This is a cross-sectional study, based on EHR of The CHI and SIDIAP-Q is highly representative for the whole region in terms of both geography, age, gender and diseases, that avoid selection bias.

Multimorbidity can present a problem for health services delivery, affecting patients, health professionals and managers who are attempting to improve service delivery. Our study offers two methodological approaches to understanding the relationships between specific diseases, which is an essential step in improving our approach to this problem. Although we demonstrated that different analytical methods can yield different results, we also showed that some associations were consistent in both analyses. This study illustrates the need to pay careful attention to the methods used to support policies and decision-making. Clinical guidelines tend to focus on a single disease rather than on multimorbidity, which includes diseases and drug interactions and polypharmacy. The present study confirmed that multimorbidity patterns are a reality in the adult population, and do not apply only to chronic diseases. New guidelines are needed that incorporate multimorbidity into clinical recommendations.

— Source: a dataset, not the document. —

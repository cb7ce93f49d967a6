//! HTTP API: routing, request/response mapping, and service wiring.

pub mod app;
pub mod middleware;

This study was one of the first to compare the two most commonly used methodologies, HCA and EFA, in a large database that includes a large number of diseases. The findings reveal another limitation to be taken into account in comparing multimorbidity patterns between studies: in addition to the spectrum, number and type of diseases included, these patterns vary depending on the method of analysis used. Nevertheless, it would be necessary to carry out a simulation study to determine how the choice of method may affect the patterns, as it allows us to test the obtained patterns in all kinds of situations.

The results suggest that HCA can be useful to detect multimorbidity patterns and identify different associations between diseases, as the method allows for the possibility that one or more health problems can occur conditionally. On the other hand, EFA seems more applicable to clinical practice because places less restrictions in the diseases grouping, so may be better for identifying clinical associations. Our results suggest that these aspects must be considered in planning of future studies, including selection of diseases and methods of analysis.

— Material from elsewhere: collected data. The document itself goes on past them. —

use std::sync::Arc;

use axum::{
    extract::{rejection::JsonRejection, Extension},
    http::StatusCode,
    response::IntoResponse,
    routing::post,
    Json, Router,
};

use warehouse_core::ProductId;

use crate::app::{dto, errors};
use crate::app::services::AppServices;

pub fn router() -> Router {
    Router::new()
        .route("/", post(upsert_products).get(list_products))
        .route("/sell", post(sell_product))
}

pub async fn upsert_products(
    Extension(services): Extension<Arc<AppServices>>,
    body: Result<Json<dto::UpsertProductsRequest>, JsonRejection>,
) -> axum::response::Response {
    let Json(body) = match body {
        Ok(b) => b,
        Err(rejection) => return errors::rejection_to_response(rejection),
    };
    let products = match body.into_products() {
        Ok(p) => p,
        Err(msg) => return errors::json_error(StatusCode::BAD_REQUEST, errors::INVALID_BODY, msg),
    };

    let ctx = services.request_context();
    match services.warehouse().upsert_products(&ctx, &products).await {
        Ok(()) => StatusCode::CREATED.into_response(),
        Err(e) => errors::warehouse_error_to_response(e),
    }
}

pub async fn list_products(Extension(services): Extension<Arc<AppServices>>) -> axum::response::Response {
    let ctx = services.request_context();
    match services.warehouse().list_products_with_stock(&ctx).await {
        Ok(products) => Json(dto::ProductsResponse {
            products: products.into_iter().map(Into::into).collect(),
        })
        .into_response(),
        Err(e) => errors::warehouse_error_to_response(e),
    }
}

pub async fn sell_product(
    Extension(services): Extension<Arc<AppServices>>,
    body: Result<Json<dto::SellProductRequest>, JsonRejection>,
) -> axum::response::Response {
    let Json(body) = match body {
        Ok(b) => b,
        Err(rejection) => return errors::rejection_to_response(rejection),
    };
    let product_id: ProductId = match body.product_id.parse() {
        Ok(id) => id,
        Err(e) => {
            return errors::json_error(
                StatusCode::BAD_REQUEST,
                errors::INVALID_BODY,
                format!("productId: {e}"),
            );
        }
    };

    let ctx = services.request_context();
    match services.warehouse().sell_product(&ctx, &product_id).await {
        Ok(_) => StatusCode::NO_CONTENT.into_response(),
        Err(e) => errors::warehouse_error_to_response(e),
    }
}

Finally, our analysis of multimorbidity patterns only considered associations between diseases. Further studies are needed to analyse the patterns that develop longitudinally as individual patients acquire subsequent comorbidities.

Conclusions

The multimorbidity patterns obtained with EFA show a main factor (ie, a disease) that has some correlation with the additional diseases in the pattern, suggesting a comorbidity relationship. Meanwhile, the HCA would be useful for in-depth study of multimorbidity pattern. We introduced new evidence about the known limitations of attempts to compare multimorbidity or comorbidity patterns between RWD studies, as our results add information about aspects that must be considered in standardisation of future studies: spectrum of diseases, data usage and methods of analysis.

Supplementary file 2

bmjopen-2017-018986supp002.pdf^{(46.8KB, pdf)}

Supplementary file 3

bmjopen-2017-018986supp003.pdf^{(44.9KB, pdf)}

Supplementary file 4

bmjopen-2017-018986supp004.pdf^{(171.4KB, pdf)}

Supplementary file 5

bmjopen-2017-018986supp005.pdf^{(147.2KB, pdf)}

Supplementary file 6

bmjopen-2017-018986supp006.pdf^{(194.4KB, pdf)}

Supplementary file 7

bmjopen-2017-018986supp007.pdf^{(184.4KB, pdf)}

Supplementary Material

Reviewer comments

bmjopen-2017-018986.reviewer_comments.pdf^{(152.2KB, pdf)}

Author's manuscript

bmjopen-2017-018986.draft_revisions.pdf^{(5.6MB, pdf)}

Acknowledgments

We thank the Catalan Health Institute and especially the SIDIAP Unit, which provided the database for the study. The authors also appreciate the English language review by Elaine Lilly, PhD, and are grateful to Carmen Ibáñez for administrative work.

Footnotes

Contributors: All authors contributed to the design of the study, revised the article and approved the final version. CV-F and QF-B obtained the funding. AR-L and CV-F drafted the article. AR-L, CV-F, QF-B, TR-B, MP-V, EP-R and JMV contributed to the analysis and interpretation of data. AR-L and CV-F wrote the first draft, and all authors (AR-L, CV-F, QF-B, TR-B, MP-V, EP-R and JMV) contributed ideas, interpreted the findings and reviewed rough drafts of the manuscript. All authors read and approved the final manuscript.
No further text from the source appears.